## Work required
Report all lines below with the word "Duration".
━━━
use indicatif::{ProgressBar, ProgressStyle};
use std::time::Duration;

pub struct ProgressReporter {
    progress_bar: Option<ProgressBar>,
}

impl ProgressReporter {
    pub fn new_spinner(message: &str, silent: bool) -> Self {
        if silent {
            return Self { progress_bar: None };
        }

        let pb = ProgressBar::new_spinner();
        if let Ok(style) = ProgressStyle::default_spinner().template("{spinner:.green} {msg}") {
            pb.set_style(style);
        }
        pb.set_message(message.to_string());
        pb.enable_steady_tick(Duration::from_millis(100));

        Self {
            progress_bar: Some(pb),
        }
    }

    pub fn set_message(&self, message: &str) {
        if let Some(ref pb) = self.progress_bar {
            pb.set_message(message.to_string());
        }
    }

    pub fn finish_with_message(&self, message: &str) {
        if let Some(ref pb) = self.progress_bar {
            pb.finish_with_message(message.to_string());
        }
    }

    pub fn finish_and_clear(&self) {
        if let Some(ref pb) = self.progress_bar {
            pb.finish_and_clear();
        }
    }
}

impl Drop for ProgressReporter {
    fn drop(&mut self) {
        if let Some(ref pb) = self.progress_bar {
            if !pb.is_finished() {
                pb.finish_and_clear();
            }
        }
    }
}
pub mod parquet_writer;

pub use parquet_writer::{ParquetFileInfo, ParquetWriter};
━━━
## Problem solution
use std::time::Duration;
        pb.enable_steady_tick(Duration::from_millis(100));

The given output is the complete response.